--- Material for this exercise ---
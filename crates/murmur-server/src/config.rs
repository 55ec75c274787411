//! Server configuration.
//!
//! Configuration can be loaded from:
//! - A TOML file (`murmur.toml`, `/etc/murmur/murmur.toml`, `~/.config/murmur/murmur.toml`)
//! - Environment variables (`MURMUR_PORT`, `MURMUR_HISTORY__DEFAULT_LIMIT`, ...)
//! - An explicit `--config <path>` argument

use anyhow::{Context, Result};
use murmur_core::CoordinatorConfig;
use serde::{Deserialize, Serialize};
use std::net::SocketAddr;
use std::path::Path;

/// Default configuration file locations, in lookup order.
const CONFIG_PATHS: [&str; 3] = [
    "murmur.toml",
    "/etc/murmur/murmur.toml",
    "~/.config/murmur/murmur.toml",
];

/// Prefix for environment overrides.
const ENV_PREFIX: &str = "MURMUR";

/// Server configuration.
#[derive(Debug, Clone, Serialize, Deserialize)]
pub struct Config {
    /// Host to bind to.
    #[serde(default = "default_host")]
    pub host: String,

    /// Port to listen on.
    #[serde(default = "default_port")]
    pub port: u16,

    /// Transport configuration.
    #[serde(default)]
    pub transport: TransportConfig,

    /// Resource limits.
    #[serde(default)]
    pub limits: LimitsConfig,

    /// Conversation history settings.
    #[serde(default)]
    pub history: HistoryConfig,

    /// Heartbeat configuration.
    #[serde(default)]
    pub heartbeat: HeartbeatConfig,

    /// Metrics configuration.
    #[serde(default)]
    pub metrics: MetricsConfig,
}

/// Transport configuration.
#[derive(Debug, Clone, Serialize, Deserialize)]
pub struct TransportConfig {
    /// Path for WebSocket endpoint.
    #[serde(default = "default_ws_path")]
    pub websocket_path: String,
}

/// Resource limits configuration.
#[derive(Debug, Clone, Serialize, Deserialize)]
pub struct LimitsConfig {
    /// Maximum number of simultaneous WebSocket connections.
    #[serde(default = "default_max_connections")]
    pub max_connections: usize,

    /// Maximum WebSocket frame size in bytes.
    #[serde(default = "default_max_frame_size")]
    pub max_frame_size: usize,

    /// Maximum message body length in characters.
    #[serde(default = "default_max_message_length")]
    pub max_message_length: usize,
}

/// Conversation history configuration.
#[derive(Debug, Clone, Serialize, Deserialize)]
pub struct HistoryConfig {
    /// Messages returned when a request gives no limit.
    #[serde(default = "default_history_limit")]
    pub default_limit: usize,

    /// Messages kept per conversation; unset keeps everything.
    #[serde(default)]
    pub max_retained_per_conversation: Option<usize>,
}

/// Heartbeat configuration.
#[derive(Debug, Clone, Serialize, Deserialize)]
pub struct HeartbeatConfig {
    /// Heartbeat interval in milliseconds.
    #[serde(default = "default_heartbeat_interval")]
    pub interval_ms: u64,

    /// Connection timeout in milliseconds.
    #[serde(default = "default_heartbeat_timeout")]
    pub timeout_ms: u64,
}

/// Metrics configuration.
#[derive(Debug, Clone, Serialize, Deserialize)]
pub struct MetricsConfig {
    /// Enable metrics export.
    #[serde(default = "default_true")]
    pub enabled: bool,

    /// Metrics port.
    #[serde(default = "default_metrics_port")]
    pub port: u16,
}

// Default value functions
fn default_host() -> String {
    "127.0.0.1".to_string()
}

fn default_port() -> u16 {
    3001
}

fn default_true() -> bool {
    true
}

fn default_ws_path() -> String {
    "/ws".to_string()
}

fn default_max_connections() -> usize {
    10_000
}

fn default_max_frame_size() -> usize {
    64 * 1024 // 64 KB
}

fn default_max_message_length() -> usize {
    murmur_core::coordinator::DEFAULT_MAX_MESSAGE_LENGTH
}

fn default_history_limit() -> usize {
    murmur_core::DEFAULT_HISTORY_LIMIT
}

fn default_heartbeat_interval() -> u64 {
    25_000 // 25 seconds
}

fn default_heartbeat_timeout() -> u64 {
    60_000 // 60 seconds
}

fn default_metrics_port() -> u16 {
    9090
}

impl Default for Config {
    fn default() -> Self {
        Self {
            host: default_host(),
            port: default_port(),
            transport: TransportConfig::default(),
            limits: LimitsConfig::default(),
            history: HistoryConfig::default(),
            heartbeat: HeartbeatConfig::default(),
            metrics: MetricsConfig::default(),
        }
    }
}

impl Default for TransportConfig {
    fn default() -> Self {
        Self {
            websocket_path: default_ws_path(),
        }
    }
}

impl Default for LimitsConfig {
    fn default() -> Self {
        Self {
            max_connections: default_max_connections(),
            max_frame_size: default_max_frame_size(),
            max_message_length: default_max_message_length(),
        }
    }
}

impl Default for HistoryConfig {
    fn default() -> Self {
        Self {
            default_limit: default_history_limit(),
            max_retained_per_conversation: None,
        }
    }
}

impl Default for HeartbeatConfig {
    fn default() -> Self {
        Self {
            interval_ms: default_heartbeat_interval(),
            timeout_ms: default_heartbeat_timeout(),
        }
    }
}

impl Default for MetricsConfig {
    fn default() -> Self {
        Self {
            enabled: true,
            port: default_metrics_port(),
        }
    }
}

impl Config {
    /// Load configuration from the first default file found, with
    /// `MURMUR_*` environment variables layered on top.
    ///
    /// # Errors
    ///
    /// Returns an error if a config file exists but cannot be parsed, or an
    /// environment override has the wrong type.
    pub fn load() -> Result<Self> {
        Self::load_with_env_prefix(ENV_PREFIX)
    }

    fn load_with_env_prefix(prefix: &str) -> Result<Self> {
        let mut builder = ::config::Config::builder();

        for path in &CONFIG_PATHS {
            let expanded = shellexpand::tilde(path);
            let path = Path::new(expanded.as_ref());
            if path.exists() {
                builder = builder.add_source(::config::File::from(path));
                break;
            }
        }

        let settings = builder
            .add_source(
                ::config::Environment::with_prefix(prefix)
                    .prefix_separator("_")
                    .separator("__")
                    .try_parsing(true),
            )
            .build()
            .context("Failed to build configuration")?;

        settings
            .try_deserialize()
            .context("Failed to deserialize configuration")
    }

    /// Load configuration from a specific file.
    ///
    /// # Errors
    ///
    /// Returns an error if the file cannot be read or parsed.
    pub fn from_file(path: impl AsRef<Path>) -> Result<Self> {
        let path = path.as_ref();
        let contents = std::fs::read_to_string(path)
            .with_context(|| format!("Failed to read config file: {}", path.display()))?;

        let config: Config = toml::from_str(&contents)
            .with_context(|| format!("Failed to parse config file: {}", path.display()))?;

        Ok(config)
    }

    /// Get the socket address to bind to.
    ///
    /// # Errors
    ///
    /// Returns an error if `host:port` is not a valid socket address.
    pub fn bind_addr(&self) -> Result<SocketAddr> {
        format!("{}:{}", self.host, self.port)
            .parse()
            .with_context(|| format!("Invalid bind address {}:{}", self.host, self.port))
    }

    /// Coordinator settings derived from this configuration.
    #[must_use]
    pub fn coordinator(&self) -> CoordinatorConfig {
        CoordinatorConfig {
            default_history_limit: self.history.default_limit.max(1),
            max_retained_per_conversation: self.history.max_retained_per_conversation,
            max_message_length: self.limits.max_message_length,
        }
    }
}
---
--- Material for this exercise ---
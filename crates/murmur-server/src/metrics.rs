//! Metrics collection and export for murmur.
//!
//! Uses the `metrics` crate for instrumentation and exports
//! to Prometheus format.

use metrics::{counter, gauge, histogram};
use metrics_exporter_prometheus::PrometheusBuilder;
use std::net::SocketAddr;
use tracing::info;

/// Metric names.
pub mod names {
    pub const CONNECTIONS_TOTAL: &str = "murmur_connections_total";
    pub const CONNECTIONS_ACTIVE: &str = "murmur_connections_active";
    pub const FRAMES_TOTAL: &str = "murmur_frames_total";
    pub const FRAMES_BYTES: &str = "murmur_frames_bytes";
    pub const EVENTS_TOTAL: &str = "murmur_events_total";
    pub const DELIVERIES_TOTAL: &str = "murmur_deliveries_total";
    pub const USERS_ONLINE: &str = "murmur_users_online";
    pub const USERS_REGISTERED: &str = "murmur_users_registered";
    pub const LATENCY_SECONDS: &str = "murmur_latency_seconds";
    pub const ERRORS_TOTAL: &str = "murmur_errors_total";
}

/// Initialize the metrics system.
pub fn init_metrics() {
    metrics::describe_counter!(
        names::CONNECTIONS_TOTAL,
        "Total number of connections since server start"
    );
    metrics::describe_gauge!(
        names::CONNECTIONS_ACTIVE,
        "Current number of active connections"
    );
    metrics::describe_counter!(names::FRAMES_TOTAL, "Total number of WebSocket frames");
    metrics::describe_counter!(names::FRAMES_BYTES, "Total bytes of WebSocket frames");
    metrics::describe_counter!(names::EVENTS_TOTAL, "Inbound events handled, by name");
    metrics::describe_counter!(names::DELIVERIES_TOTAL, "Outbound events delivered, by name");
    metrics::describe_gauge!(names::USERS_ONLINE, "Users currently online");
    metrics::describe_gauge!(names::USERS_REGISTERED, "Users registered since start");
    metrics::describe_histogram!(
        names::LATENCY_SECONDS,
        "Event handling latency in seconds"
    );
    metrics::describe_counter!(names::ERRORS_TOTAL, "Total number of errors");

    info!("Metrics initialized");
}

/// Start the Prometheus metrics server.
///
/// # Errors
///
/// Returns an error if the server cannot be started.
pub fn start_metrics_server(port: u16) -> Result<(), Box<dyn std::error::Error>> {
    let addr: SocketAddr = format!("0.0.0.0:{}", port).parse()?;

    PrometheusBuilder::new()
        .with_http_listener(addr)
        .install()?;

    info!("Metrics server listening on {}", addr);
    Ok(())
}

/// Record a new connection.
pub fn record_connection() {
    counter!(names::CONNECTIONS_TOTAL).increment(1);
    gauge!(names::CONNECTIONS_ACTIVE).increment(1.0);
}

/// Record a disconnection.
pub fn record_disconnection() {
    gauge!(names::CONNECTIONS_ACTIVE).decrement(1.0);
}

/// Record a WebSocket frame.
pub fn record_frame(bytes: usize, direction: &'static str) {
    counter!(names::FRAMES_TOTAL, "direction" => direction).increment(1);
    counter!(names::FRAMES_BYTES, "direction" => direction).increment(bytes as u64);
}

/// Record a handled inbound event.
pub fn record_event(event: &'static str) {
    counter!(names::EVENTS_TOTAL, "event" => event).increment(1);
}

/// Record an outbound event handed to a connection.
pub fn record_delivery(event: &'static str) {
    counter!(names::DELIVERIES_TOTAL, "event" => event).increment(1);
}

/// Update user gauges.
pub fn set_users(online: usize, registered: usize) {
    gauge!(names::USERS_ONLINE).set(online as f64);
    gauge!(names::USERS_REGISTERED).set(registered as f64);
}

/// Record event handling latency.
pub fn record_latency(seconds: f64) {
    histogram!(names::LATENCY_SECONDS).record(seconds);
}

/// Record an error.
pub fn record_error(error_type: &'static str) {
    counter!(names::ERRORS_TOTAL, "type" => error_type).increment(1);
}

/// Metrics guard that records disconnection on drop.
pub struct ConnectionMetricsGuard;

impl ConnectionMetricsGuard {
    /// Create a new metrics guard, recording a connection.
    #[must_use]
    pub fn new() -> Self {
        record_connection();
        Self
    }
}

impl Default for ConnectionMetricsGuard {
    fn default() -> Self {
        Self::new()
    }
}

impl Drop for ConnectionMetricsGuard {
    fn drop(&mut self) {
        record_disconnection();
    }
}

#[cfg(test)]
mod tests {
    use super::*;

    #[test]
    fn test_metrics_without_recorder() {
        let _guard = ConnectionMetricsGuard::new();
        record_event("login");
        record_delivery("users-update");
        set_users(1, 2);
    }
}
---
About this task: Copy out, exactly and alone, the lines of the entries above between the ones holding "filename crates/murmur-server/src/config.rs" and "in lookup order.", inclusive.

Task output:
filename crates/murmur-server/src/config.rs
repository 55ec75c274787411
//! Server configuration.
//!
//! Configuration can be loaded from:
//! - A TOML file (`murmur.toml`, `/etc/murmur/murmur.toml`, `~/.config/murmur/murmur.toml`)
//! - Environment variables (`MURMUR_PORT`, `MURMUR_HISTORY__DEFAULT_LIMIT`, ...)
//! - An explicit `--config <path>` argument

use anyhow::{Context, Result};
use murmur_core::CoordinatorConfig;
use serde::{Deserialize, Serialize};
use std::net::SocketAddr;
use std::path::Path;

/// Default configuration file locations, in lookup order.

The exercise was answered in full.